SonicMQ Finds Right Balance
The Bedford, Mass.-based vendor recently released SonicMQ 6.0, high-volume, fault-tolerant middleware software that can be installed on off-the-shelf hardware. Suitable for mission-critical applications, the software costs $15,000 per CPU pair.
"The new version pushes the envelope in how it implements fast, high-availability messaging on a small hardware footprint, even as it eliminates additional points of failure," said Steve Field, vice president of enterprise integration solutions at Tier1 Innovation, a Denver-based national consulting firm. "It's lowering the cost ofintegration by reducing the effort to build high availability."
Competing against products such as Tibco Rendezvous and IBM Software's MQseries, Sonic's updated messaging software adds various fault-tolerant, load-balancing and replication features not typically found in such middleware, including stateful replication between a pair of servers or across a messaging cluster. Because the message replication occurs in realtime, failovers usually occur in 10 to 15 seconds, compared with 10 to 15 minutes for hardware-based fault-tolerant systems.

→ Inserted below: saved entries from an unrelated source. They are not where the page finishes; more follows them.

use std::fmt;

use chrono::{DateTime, Utc};
use serde::{Deserialize, Deserializer, Serialize};
use url::form_urlencoded;

/// Width:height used for media that does not report its dimensions.
pub const DEFAULT_ASPECT_RATIO: f64 = 2.0 / 3.0;

#[derive(Debug, Clone, Copy, PartialEq, Eq, Serialize, Deserialize, Hash, Default)]
#[serde(rename_all = "lowercase")]
pub enum SortMethod {
    #[default]
    Curated,
    Hot,
    Top,
    Rising,
    New,
    Controversial,
}

impl SortMethod {
    pub const ALL: [SortMethod; 6] = [
        SortMethod::Curated,
        SortMethod::Hot,
        SortMethod::Top,
        SortMethod::Rising,
        SortMethod::New,
        SortMethod::Controversial,
    ];

    pub fn as_str(&self) -> &'static str {
        match self {
            SortMethod::Curated => "curated",
            SortMethod::Hot => "hot",
            SortMethod::Top => "top",
            SortMethod::Rising => "rising",
            SortMethod::New => "new",
            SortMethod::Controversial => "controversial",
        }
    }

    pub fn has_time_filter(&self) -> bool {
        matches!(self, SortMethod::Top | SortMethod::Controversial)
    }

    pub fn from_name(name: &str) -> Option<Self> {
        Self::ALL.into_iter().find(|sort| sort.as_str() == name)
    }
}

#[derive(Debug, Clone, Copy, PartialEq, Eq, Serialize, Deserialize, Hash, Default)]
#[serde(rename_all = "lowercase")]
pub enum TimeFilter {
    #[default]
    All,
    Year,
    Month,
    Day,
    Hour,
}

impl TimeFilter {
    pub const ALL: [TimeFilter; 5] = [
        TimeFilter::All,
        TimeFilter::Year,
        TimeFilter::Month,
        TimeFilter::Day,
        TimeFilter::Hour,
    ];

    pub fn as_str(&self) -> &'static str {
        match self {
            TimeFilter::All => "all",
            TimeFilter::Year => "year",
            TimeFilter::Month => "month",
            TimeFilter::Day => "day",
            TimeFilter::Hour => "hour",
        }
    }

    pub fn from_name(name: &str) -> Option<Self> {
        Self::ALL.into_iter().find(|filter| filter.as_str() == name)
    }
}

#[derive(Debug, Clone, PartialEq, Eq, Serialize, Deserialize, Default)]
pub struct LocationFeed {
    pub page_path: String,
    pub feed_id: String,
}

/// Per-session details handed to the client by the service.
#[derive(Debug, Clone, PartialEq, Eq, Serialize, Deserialize, Default)]
pub struct AppDetails {
    #[serde(default)]
    pub is_authenticated: bool,
    #[serde(default)]
    pub reddit_users: Vec<String>,
    #[serde(default)]
    pub feeds: Vec<LocationFeed>,
}
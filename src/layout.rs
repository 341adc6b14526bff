//! Masonry row packing.
//!
//! Media items are packed greedily into rows that share one height, text-only
//! items are collected into chunks laid out on a fixed number of slots per
//! row. A single pass over the items produces the rows, so appending items only
//! changes the tail of the layout.

use serde::{Deserialize, Serialize};

use crate::config::LayoutConfig;
use crate::feed::{Item, DEFAULT_ASPECT_RATIO};
use crate::observer::Size;

#[derive(Debug, Clone, Copy, PartialEq, Eq, Serialize, Deserialize, Hash, Default)]
#[serde(rename_all = "lowercase")]
pub enum Density {
    Low,
    #[default]
    Medium,
    High,
}

impl Density {
    pub fn as_str(&self) -> &'static str {
        match self {
            Density::Low => "low",
            Density::Medium => "medium",
            Density::High => "high",
        }
    }

    pub fn from_name(name: &str) -> Option<Self> {
        match name {
            "low" => Some(Density::Low),
            "medium" => Some(Density::Medium),
            "high" => Some(Density::High),
            _ => None,
        }
    }

    /// Shortest acceptable shared row height, as a fraction of the viewport.
    pub fn min_height_fraction(&self) -> f64 {
        match self {
            Density::Low => 0.6,
            Density::Medium => 0.5,
            Density::High => 0.35,
        }
    }

    pub fn max_height_fraction(&self) -> f64 {
        match self {
            Density::Low => 0.95,
            Density::Medium => 0.8,
            Density::High => 0.6,
        }
    }
}

#[derive(Debug, Clone, PartialEq)]
pub struct LayoutParams {
    pub row_width: f64,
    pub max_row_height: f64,
    pub min_row_height: f64,
    /// A row counts as full once its tiles cover this share of `row_width`.
    pub overflow_fraction: f64,
    pub min_item_width: f64,
    /// Widest an undersized tile may be stretched, relative to its natural width.
    pub max_expansion: f64,
    pub lookahead: usize,
    pub text_slots: usize,
}

impl LayoutParams {
    pub fn for_viewport(viewport: Size, cfg: &LayoutConfig) -> Self {
        let slot_width = cfg.no_embed_slot_width.max(1.0);
        let text_slots = ((viewport.width / slot_width).floor() as usize).clamp(1, cfg.max_columns.max(1));
        Self {
            row_width: viewport.width.max(1.0),
            max_row_height: viewport.height * cfg.density.max_height_fraction(),
            min_row_height: viewport.height * cfg.density.min_height_fraction(),
            overflow_fraction: cfg.overflow_fraction,
            min_item_width: cfg.min_item_width,
            max_expansion: cfg.max_expansion.max(1.0),
            lookahead: cfg.lookahead,
            text_slots,
        }
    }
}

#[derive(Debug, Clone, PartialEq)]
pub struct Tile {
    pub index: usize,
    pub width: f64,
    /// Tile is wider than the media; the renderer letterboxes it.
    pub cropped: bool,
}

#[derive(Debug, Clone, PartialEq)]
pub enum Row {
    Media { height: f64, tiles: Vec<Tile> },
    Text { items: Vec<usize>, slots: usize },
}

impl Row {
    pub fn indices(&self) -> Vec<usize> {
        match self {
            Row::Media { tiles, .. } => tiles.iter().map(|t| t.index).collect(),
            Row::Text { items, .. } => items.clone(),
        }
    }
}

pub fn pack_items(items: &[Item], params: &LayoutParams) -> Vec<Row> {
    let ratios: Vec<Option<f64>> = items.iter().map(Item::aspect_ratio).collect();
    pack(&ratios, params)
}

/// Packs a sequence of aspect ratios, `None` marking text-only items.
pub fn pack(ratios: &[Option<f64>], params: &LayoutParams) -> Vec<Row> {
    let mut packer = RowPacker::new(params);
    for (pos, ratio) in ratios.iter().enumerate() {
        packer.push(pos, *ratio);
    }
    packer.finish()
}

#[derive(Debug, Clone, PartialEq)]
struct RowFit {
    height: f64,
    widths: Vec<f64>,
    cropped: Vec<bool>,
}

impl RowFit {
    fn total_width(&self) -> f64 {
        self.widths.iter().sum()
    }
}

/// Shared height and tile widths for `ratios`, widening tiles that fall under
/// the width floor. Rows of two or more are rejected when that cannot be done
/// within the height and expansion limits.
fn fit_row(ratios: &[f64], params: &LayoutParams) -> Option<RowFit> {
    let budget = params.row_width.max(1.0);
    let strict = ratios.len() > 1;
    let floor = params.min_item_width.min(budget);
    let sum: f64 = ratios.iter().sum();
    let mut height = (budget / sum).min(params.max_row_height);
    let mut undersized = vec![false; ratios.len()];

    loop {
        let mut grew = false;
        for (i, ar) in ratios.iter().enumerate() {
            if !undersized[i] && ar * height < floor {
                undersized[i] = true;
                grew = true;
            }
        }
        if !grew {
            break;
        }
        let fixed = undersized.iter().filter(|u| **u).count() as f64 * floor;
        if fixed > budget {
            if strict {
                return None;
            }
            break;
        }
        let flexible: f64 = ratios
            .iter()
            .zip(&undersized)
            .filter(|(_, u)| !**u)
            .map(|(ar, _)| ar)
            .sum();
        if flexible > 0.0 {
            height = height.min((budget - fixed) / flexible);
        }
    }

    if strict && height < params.min_row_height {
        return None;
    }

    let mut widths = Vec::with_capacity(ratios.len());
    let mut cropped = Vec::with_capacity(ratios.len());
    for (ar, under) in ratios.iter().zip(&undersized) {
        let natural = ar * height;
        if !under {
            widths.push(natural);
            cropped.push(false);
            continue;
        }
        let cap = natural * params.max_expansion;
        if strict && cap < floor {
            return None;
        }
        let width = floor.min(cap).max(natural);
        widths.push(width);
        cropped.push(width > natural);
    }

    Some(RowFit {
        height,
        widths,
        cropped,
    })
}

fn sanitize_ratio(ratio: f64) -> f64 {
    if ratio.is_finite() && ratio > 0.0 {
        ratio
    } else {
        DEFAULT_ASPECT_RATIO
    }
}

struct RowPacker<'a> {
    params: &'a LayoutParams,
    rows: Vec<Row>,
    open: Vec<usize>,
    open_ratios: Vec<f64>,
    open_fit: Option<RowFit>,
    open_since: usize,
    chunk: Vec<usize>,
    chunk_since: usize,
}

impl<'a> RowPacker<'a> {
    fn new(params: &'a LayoutParams) -> Self {
        Self {
            params,
            rows: Vec::new(),
            open: Vec::new(),
            open_ratios: Vec::new(),
            open_fit: None,
            open_since: 0,
            chunk: Vec::new(),
            chunk_since: 0,
        }
    }

    fn push(&mut self, pos: usize, ratio: Option<f64>) {
        self.expire(pos, ratio.is_some());
        match ratio {
            Some(ar) => self.push_media(pos, sanitize_ratio(ar)),
            None => {
                if self.chunk.is_empty() {
                    self.chunk_since = pos;
                }
                self.chunk.push(pos);
            }
        }
    }

    /// Flushes whatever has been held back longer than the lookahead. Text
    /// chunks only give up waiting when media arrives to interleave with.
    fn expire(&mut self, pos: usize, media_arrival: bool) {
        let lookahead = self.params.lookahead;
        let row_expired = !self.open.is_empty() && pos - self.open_since > lookahead;
        let chunk_expired =
            media_arrival && !self.chunk.is_empty() && pos - self.chunk_since > lookahead;

        if row_expired && (!chunk_expired || self.open_since < self.chunk_since) {
            self.close_row();
        }
        if chunk_expired {
            self.flush_chunk();
        }
        if row_expired && !self.open.is_empty() {
            self.close_row();
        }
    }

    fn push_media(&mut self, pos: usize, ar: f64) {
        if let Some(fit) = &self.open_fit {
            let full =
                fit.total_width() >= self.params.overflow_fraction * self.params.row_width;
            if !full {
                let mut candidate = self.open_ratios.clone();
                candidate.push(ar);
                if let Some(next_fit) = fit_row(&candidate, self.params) {
                    self.open.push(pos);
                    self.open_ratios = candidate;
                    self.open_fit = Some(next_fit);
                    return;
                }
            }
            self.close_row();
        }

        self.open_since = pos;
        self.open.push(pos);
        self.open_ratios.push(ar);
        self.open_fit = fit_row(&self.open_ratios, self.params);
    }

    fn close_row(&mut self) {
        let Some(fit) = self.open_fit.take() else {
            self.open.clear();
            self.open_ratios.clear();
            return;
        };
        let tiles = self
            .open
            .drain(..)
            .zip(fit.widths)
            .zip(fit.cropped)
            .map(|((index, width), cropped)| Tile {
                index,
                width,
                cropped,
            })
            .collect();
        self.open_ratios.clear();
        self.rows.push(Row::Media {
            height: fit.height,
            tiles,
        });
    }

    fn flush_chunk(&mut self) {
        if self.chunk.is_empty() {
            return;
        }
        let slots = self.params.text_slots.max(1);
        let row_count = self.chunk.len().div_ceil(slots);
        let per_row = self.chunk.len().div_ceil(row_count);
        for group in self.chunk.chunks(per_row) {
            self.rows.push(Row::Text {
                items: group.to_vec(),
                slots,
            });
        }
        self.chunk.clear();
    }

    fn finish(mut self) -> Vec<Row> {
        if !self.open.is_empty() && (self.chunk.is_empty() || self.open_since < self.chunk_since) {
            self.close_row();
        }
        self.flush_chunk();
        if !self.open.is_empty() {
            self.close_row();
        }
        self.rows
    }
}
use std::collections::HashSet;

use tracing::{debug, warn};

use crate::data::FeedApi;
use crate::feed::SortMethod;

/// Ids of items scrolled past the top of the viewport since the last flush.
#[derive(Debug, Default)]
pub struct ReadTracker {
    order: Vec<String>,
    ids: HashSet<String>,
}

impl ReadTracker {
    pub fn new() -> Self {
        Self::default()
    }

    pub fn mark_seen_on_scroll_past(&mut self, id: &str) -> bool {
        if !self.ids.insert(id.to_string()) {
            return false;
        }
        self.order.push(id.to_string());
        true
    }

    /// Records a visibility exit. Only exits through the top edge count.
    pub fn on_left(&mut self, id: &str, top: f64) -> bool {
        if top < 0.0 {
            self.mark_seen_on_scroll_past(id)
        } else {
            false
        }
    }

    pub fn pending(&self) -> &[String] {
        &self.order
    }

    pub fn len(&self) -> usize {
        self.order.len()
    }

    pub fn is_empty(&self) -> bool {
        self.order.is_empty()
    }

    pub fn clear(&mut self) {
        self.order.clear();
        self.ids.clear();
    }

    /// Empties the set and returns the ids worth sending. Marking read only
    /// means something for signed-in users on the curated feed.
    pub fn take_batch(&mut self, is_authenticated: bool, sort: SortMethod) -> Option<Vec<String>> {
        if self.is_empty() {
            return None;
        }
        let ids = std::mem::take(&mut self.order);
        self.ids.clear();
        if !is_authenticated || sort != SortMethod::Curated {
            debug!(dropped = ids.len(), "read ids discarded for this feed");
            return None;
        }
        Some(ids)
    }

    /// Flushes synchronously. Returns whether a request was made.
    pub fn flush(&mut self, api: &dyn FeedApi, is_authenticated: bool, sort: SortMethod) -> bool {
        match self.take_batch(is_authenticated, sort) {
            Some(ids) => {
                send_batch(api, &ids);
                true
            }
            None => false,
        }
    }
}

/// Sends one batch; failures are logged and dropped.
pub fn send_batch(api: &dyn FeedApi, ids: &[String]) {
    match api.mark_seen(ids) {
        Ok(()) => debug!(count = ids.len(), "marked items seen"),
        Err(err) => warn!(count = ids.len(), "mark seen failed: {err:#}"),
    }
}

#[cfg(test)]
mod tests {
    use super::*;
    use crate::data::MockFeedApi;

    #[test]
    fn only_top_exits_count() {
        let mut tracker = ReadTracker::new();
        assert!(!tracker.on_left("a", 120.0));
        assert!(!tracker.on_left("a", 0.0));
        assert!(tracker.on_left("a", -3.0));
        assert!(!tracker.on_left("a", -40.0));
        assert_eq!(tracker.pending(), ["a".to_string()]);
    }

    #[test]
    fn flush_sends_for_curated_when_signed_in() {
        let api = MockFeedApi::default();
        let mut tracker = ReadTracker::new();
        tracker.mark_seen_on_scroll_past("a");
        tracker.mark_seen_on_scroll_past("b");
        assert!(tracker.flush(&api, true, SortMethod::Curated));
        assert!(tracker.is_empty());
        assert_eq!(api.marked(), vec![vec!["a".to_string(), "b".to_string()]]);
        assert!(!tracker.flush(&api, true, SortMethod::Curated));
    }

    #[test]
    fn flush_clears_without_sending_elsewhere() {
        let api = MockFeedApi::default();
        let mut tracker = ReadTracker::new();
        tracker.mark_seen_on_scroll_past("a");
        assert!(!tracker.flush(&api, true, SortMethod::Hot));
        assert!(tracker.is_empty());
        tracker.mark_seen_on_scroll_past("b");
        assert!(!tracker.flush(&api, false, SortMethod::Curated));
        assert!(tracker.is_empty());
        assert!(api.marked().is_empty());
    }

    #[test]
    fn failed_flush_still_clears() {
        let api = MockFeedApi::default();
        api.fail_mark_seen(true);
        let mut tracker = ReadTracker::new();
        tracker.mark_seen_on_scroll_past("a");
        assert!(tracker.flush(&api, true, SortMethod::Curated));
        assert!(tracker.is_empty());
        assert_eq!(api.marked().len(), 1);
    }
}
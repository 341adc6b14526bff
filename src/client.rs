use std::time::Duration;

use anyhow::{Context, Result};
use percent_encoding::percent_decode_str;
use reqwest::blocking::{Client as HttpClient, Response};
use reqwest::header::{HeaderValue, CONTENT_TYPE, COOKIE, USER_AGENT};
use reqwest::Method;
use serde::de::DeserializeOwned;
use serde::Serialize;
use url::Url;

use crate::feed::Page;

pub const DEFAULT_BASE_URL: &str = "http://localhost:8000/";
pub const SUBMISSIONS_PATH: &str = "/svc/api/submissions/";
pub const LINKS_PATH: &str = "/svc/api/links/";
pub const MARK_SEEN_PATH: &str = "/svc/api/submissions/mark_seen/";

const CSRF_COOKIE: &str = "csrftoken";
const CSRF_HEADER: &str = "X-CSRFToken";

#[derive(Debug, thiserror::Error)]
pub enum ServiceError {
    #[error("service: unauthorized")]
    Unauthorized,
    #[error("service: forbidden")]
    Forbidden,
    #[error("service: request failed {status}: {body}")]
    Status { status: u16, body: String },
}

#[derive(Debug, Clone, Default)]
pub struct ClientConfig {
    pub user_agent: String,
    pub base_url: Option<String>,
    pub timeout: Option<Duration>,
    /// Raw `Cookie` header forwarded with every request.
    pub cookie: Option<String>,
    pub http_client: Option<HttpClient>,
}

/// Where a page request goes: a service path plus query, or a continuation
/// URL handed back by an earlier page.
#[derive(Debug, Clone, PartialEq, Eq)]
pub enum PageTarget {
    Path {
        path: &'static str,
        params: Vec<(String, String)>,
    },
    Continuation(String),
}

pub struct Client {
    http: HttpClient,
    user_agent: String,
    base_url: Url,
    cookie: Option<String>,
    csrf_token: Option<String>,
}

impl Client {
    pub fn new(config: ClientConfig) -> Result<Self> {
        anyhow::ensure!(
            !config.user_agent.trim().is_empty(),
            "service client user agent required"
        );
        let base = config
            .base_url
            .unwrap_or_else(|| DEFAULT_BASE_URL.to_string());
        let base_url = Url::parse(&base).with_context(|| format!("parse base url {base}"))?;
        let http = match config.http_client {
            Some(client) => client,
            None => HttpClient::builder()
                .timeout(config.timeout.unwrap_or(Duration::from_secs(20)))
                .build()
                .context("build http client")?,
        };
        let cookie = config.cookie.filter(|c| !c.trim().is_empty());
        let csrf_token = cookie
            .as_deref()
            .and_then(|raw| cookie_value(raw, CSRF_COOKIE));

        Ok(Client {
            http,
            user_agent: config.user_agent,
            base_url,
            cookie,
            csrf_token,
        })
    }

    /// Resolves a page target to the absolute URL that will be requested.
    pub fn resolve(&self, target: &PageTarget) -> Result<Url> {
        match target {
            PageTarget::Path { path, params } => {
                let mut url = self.base_url.join(path)?;
                if !params.is_empty() {
                    let mut pairs = url.query_pairs_mut();
                    for (k, v) in params {
                        pairs.append_pair(k, v);
                    }
                }
                Ok(url)
            }
            PageTarget::Continuation(next) => self
                .base_url
                .join(next)
                .with_context(|| format!("parse continuation url {next}")),
        }
    }

    pub fn get_page<T>(&self, target: &PageTarget) -> Result<Page<T>>
    where
        T: DeserializeOwned,
    {
        let url = self.resolve(target)?;
        let resp = self.send(Method::GET, url.clone(), None::<&()>)?;
        resp.json()
            .with_context(|| format!("decode page from {url}"))
    }

    pub fn mark_seen(&self, ids: &[String]) -> Result<()> {
        #[derive(Serialize)]
        struct MarkSeen<'a> {
            ids: &'a [String],
        }

        let url = self.base_url.join(MARK_SEEN_PATH)?;
        self.send(Method::PUT, url, Some(&MarkSeen { ids }))?;
        Ok(())
    }

    fn send<B>(&self, method: Method, url: Url, body: Option<&B>) -> Result<Response>
    where
        B: Serialize + ?Sized,
    {
        let mut req = self.http.request(method, url);
        req = req.header(USER_AGENT, self.user_agent.clone());
        if let Some(cookie) = &self.cookie {
            req = req.header(COOKIE, cookie.clone());
        }
        if let Some(payload) = body {
            req = req.header(CONTENT_TYPE, HeaderValue::from_static("application/json"));
            if let Some(token) = &self.csrf_token {
                req = req.header(CSRF_HEADER, token.clone());
            }
            req = req.json(payload);
        }

        let resp = req.send()?;
        if resp.status().is_success() {
            return Ok(resp);
        }
        let status = resp.status();
        let body = resp.text().unwrap_or_default();
        let err = match status.as_u16() {
            401 => ServiceError::Unauthorized,
            403 => ServiceError::Forbidden,
            code => ServiceError::Status { status: code, body },
        };
        Err(err.into())
    }
}

/// Reads one entry from a `Cookie` header value.
pub fn cookie_value(raw: &str, name: &str) -> Option<String> {
    raw.split(';').find_map(|pair| {
        let (key, value) = pair.trim().split_once('=')?;
        if key != name {
            return None;
        }
        Some(percent_decode_str(value).decode_utf8_lossy().into_owned())
    })
}
//! Team-boss battles (`clan_battle_period`).

use rusqlite::Connection;

use super::{EventSource, ScheduleRow, SourceContext, SourceError, query_rows};
use crate::model::CandidateEvent;

const TABLE: &str = "clan_battle_period";
const QUERY: &str = "SELECT clan_battle_id, start_time, end_time FROM clan_battle_period";

/// Battle ids are numbered from 1001 for the first season.
const CLAN_BATTLE_ID_BASE: i64 = 1000;

/// Constellation cycle used in season names.
pub const CONSTELLATIONS: [&str; 12] = [
    "水瓶", "双鱼", "白羊", "金牛", "双子", "巨蟹", "狮子", "处女", "天秤", "天蝎", "射手", "摩羯",
];

const CONSTELLATION_OFFSET: i64 = 1;

/// Season name for a battle id, e.g. 1001 → `第1期白羊座团队战`.
#[must_use]
pub fn clan_battle_name(clan_battle_id: i64) -> String {
    let season = clan_battle_id - CLAN_BATTLE_ID_BASE;
    let index = usize::try_from((season + CONSTELLATION_OFFSET).rem_euclid(12)).unwrap_or_default();
    format!("第{season}期{}座团队战", CONSTELLATIONS[index])
}

#[derive(Debug, Clone, Copy, Default)]
pub struct ClanBattleSource;

impl EventSource for ClanBattleSource {
    fn table(&self) -> &'static str {
        TABLE
    }

    fn fetch_candidates(
        &self,
        conn: &Connection,
        ctx: &SourceContext,
    ) -> Result<Vec<CandidateEvent>, SourceError> {
        query_rows(conn, TABLE, QUERY, ScheduleRow::from_row)?
            .into_iter()
            .map(|row| {
                ctx.candidate(TABLE, row.id, clan_battle_name(row.id), &row.start, &row.end)
            })
            .collect()
    }
}

#[cfg(test)]
mod tests {
    use super::*;
    use crate::identity::resolve;
    use crate::source::fixtures;

    #[test]
    fn season_names_cycle_constellations() {
        assert_eq!(clan_battle_name(1001), "第1期白羊座团队战");
        assert_eq!(clan_battle_name(1011), "第11期水瓶座团队战");
        assert_eq!(clan_battle_name(1012), "第12期双鱼座团队战");
        assert_eq!(clan_battle_name(1013), "第13期白羊座团队战");
    }

    #[test]
    fn rows_become_candidates() {
        let conn = fixtures::snapshot();
        conn.execute(
            "INSERT INTO clan_battle_period VALUES (1001, '2020/05/25 05:00:00', '2020/05/30 23:59:59')",
            [],
        )
        .expect("insert row");

        let candidates = ClanBattleSource
            .fetch_candidates(&conn, &fixtures::context())
            .expect("fetch");
        assert_eq!(candidates.len(), 1);
        let event = &candidates[0];
        assert_eq!(event.name(), "第1期白羊座团队战");
        assert_eq!(event.identity_key(), "pcr_cn/clan_battle_period/1001");
        assert_eq!(event.identity(), resolve("pcr_cn/clan_battle_period/1001"));
        assert_eq!(event.start().to_rfc3339(), "2020-05-24T21:00:00+00:00");
        assert_eq!(event.end().to_rfc3339(), "2020-05-30T15:59:59+00:00");
    }
}
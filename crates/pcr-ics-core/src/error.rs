use std::fmt;

/// Coarse failure class, so operators can tell infra hiccups from upstream
/// schema drift without parsing messages.
#[derive(Debug, Clone, Copy, PartialEq, Eq, Hash)]
pub enum ErrorClass {
    Network,
    Parse,
    Schema,
    Io,
    Config,
}

impl ErrorClass {
    #[must_use]
    pub const fn as_str(self) -> &'static str {
        match self {
            Self::Network => "network",
            Self::Parse => "parse",
            Self::Schema => "schema",
            Self::Io => "io",
            Self::Config => "config",
        }
    }
}

impl fmt::Display for ErrorClass {
    fn fmt(&self, f: &mut fmt::Formatter<'_>) -> fmt::Result {
        f.write_str(self.as_str())
    }
}

/// Machine-readable error codes for CI logs and operators.
#[derive(Debug, Clone, Copy, PartialEq, Eq, Hash)]
pub enum ErrorCode {
    ConfigParseError,
    InvalidTimezone,
    InvalidReleaseTime,
    VersionFetchFailed,
    SnapshotFetchFailed,
    SnapshotDecompressFailed,
    ReferenceFetchFailed,
    SnapshotSchemaMismatch,
    SnapshotOpenFailed,
    TimestampParseFailed,
    InvalidSourceRow,
    CalendarParseFailed,
    ArtifactWriteFailed,
    LockContention,
    InternalUnexpected,
}

impl ErrorCode {
    /// Stable code identifier (`E####`) for machine parsing.
    #[must_use]
    pub const fn code(self) -> &'static str {
        match self {
            Self::ConfigParseError => "E1001",
            Self::InvalidTimezone => "E1002",
            Self::InvalidReleaseTime => "E1003",
            Self::VersionFetchFailed => "E2001",
            Self::SnapshotFetchFailed => "E2002",
            Self::SnapshotDecompressFailed => "E2003",
            Self::ReferenceFetchFailed => "E2004",
            Self::SnapshotSchemaMismatch => "E3001",
            Self::SnapshotOpenFailed => "E3002",
            Self::TimestampParseFailed => "E4001",
            Self::InvalidSourceRow => "E4002",
            Self::CalendarParseFailed => "E4003",
            Self::ArtifactWriteFailed => "E5001",
            Self::LockContention => "E5002",
            Self::InternalUnexpected => "E9001",
        }
    }

    #[must_use]
    pub const fn class(self) -> ErrorClass {
        match self {
            Self::ConfigParseError | Self::InvalidTimezone | Self::InvalidReleaseTime => {
                ErrorClass::Config
            }
            Self::VersionFetchFailed
            | Self::SnapshotFetchFailed
            | Self::SnapshotDecompressFailed
            | Self::ReferenceFetchFailed => ErrorClass::Network,
            Self::SnapshotSchemaMismatch => ErrorClass::Schema,
            Self::TimestampParseFailed | Self::InvalidSourceRow | Self::CalendarParseFailed => {
                ErrorClass::Parse
            }
            Self::SnapshotOpenFailed
            | Self::ArtifactWriteFailed
            | Self::LockContention
            | Self::InternalUnexpected => ErrorClass::Io,
        }
    }

    /// Short human-facing summary for logs and terminal output.
    #[must_use]
    pub const fn message(self) -> &'static str {
        match self {
            Self::ConfigParseError => "Config file parse error",
            Self::InvalidTimezone => "Unknown calendar timezone",
            Self::InvalidReleaseTime => "Invalid release time",
            Self::VersionFetchFailed => "Version check failed",
            Self::SnapshotFetchFailed => "Snapshot download failed",
            Self::SnapshotDecompressFailed => "Snapshot decompression failed",
            Self::ReferenceFetchFailed => "Reference calendar download failed",
            Self::SnapshotSchemaMismatch => "Snapshot schema mismatch",
            Self::SnapshotOpenFailed => "Snapshot database could not be opened",
            Self::TimestampParseFailed => "Malformed source timestamp",
            Self::InvalidSourceRow => "Unexpected source row",
            Self::CalendarParseFailed => "Reference calendar parse error",
            Self::ArtifactWriteFailed => "Calendar write failed",
            Self::LockContention => "Lock contention",
            Self::InternalUnexpected => "Internal unexpected error",
        }
    }

    /// Optional remediation hint that can be surfaced to operators.
    #[must_use]
    pub const fn hint(self) -> Option<&'static str> {
        match self {
            Self::ConfigParseError => Some("Fix syntax in pcr-ics.toml and retry."),
            Self::InvalidTimezone => Some("Use an IANA zone name such as Asia/Shanghai."),
            Self::InvalidReleaseTime => Some("Use the form YYYY-MM-DDTHH:MM:SS."),
            Self::VersionFetchFailed
            | Self::SnapshotFetchFailed
            | Self::SnapshotDecompressFailed
            | Self::ReferenceFetchFailed => Some("Transient upstream failure; re-run later."),
            Self::SnapshotSchemaMismatch => {
                Some("The upstream database layout changed; update the affected adapter.")
            }
            Self::SnapshotOpenFailed => Some("Check that the snapshot is a readable SQLite file."),
            Self::TimestampParseFailed | Self::InvalidSourceRow => {
                Some("The upstream data format changed; inspect the reported row.")
            }
            Self::CalendarParseFailed => {
                Some("Pass --ref-calendar-path none to rebuild the calendar from scratch.")
            }
            Self::ArtifactWriteFailed => Some("Check disk space and write permissions."),
            Self::LockContention => Some("Retry after the other pcr-ics process finishes."),
            Self::InternalUnexpected => Some("Retry once. If persistent, report a bug with logs."),
        }
    }
}

impl fmt::Display for ErrorCode {
    fn fmt(&self, f: &mut fmt::Formatter<'_>) -> fmt::Result {
        write!(f, "{}", self.code())
    }
}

"Because they can't rely on the middleware, many in-house developers at Wall Street firms and telecommunications companies spend 30 percent of their time building recovery and problem-avoidance techniques and backing it up with hardware clusters," said Paul Moxon, senior director of product management at Sonic. "Now you don't need to spend hundreds of thousands [of dollars] on clustering software. [With] our fault-tolerant message brokers, you can buy two standard Intel machines, stick Linux on them and have fault tolerance on them in minutes."
SonicMQ creates a "hot-hot" configuration of message-broker pairs. In this way, one server with a secondary broker can be configured with another primary broker, improving each machine's usage and performance while balancing loads, according to Sonic.
SonicMQ serves as the underpinning of Sonic ESB (enterprise service bus) integration software. Moxon said all the capabilities added to the messaging software will appear in the next version of Sonic ESB, slated for release next month.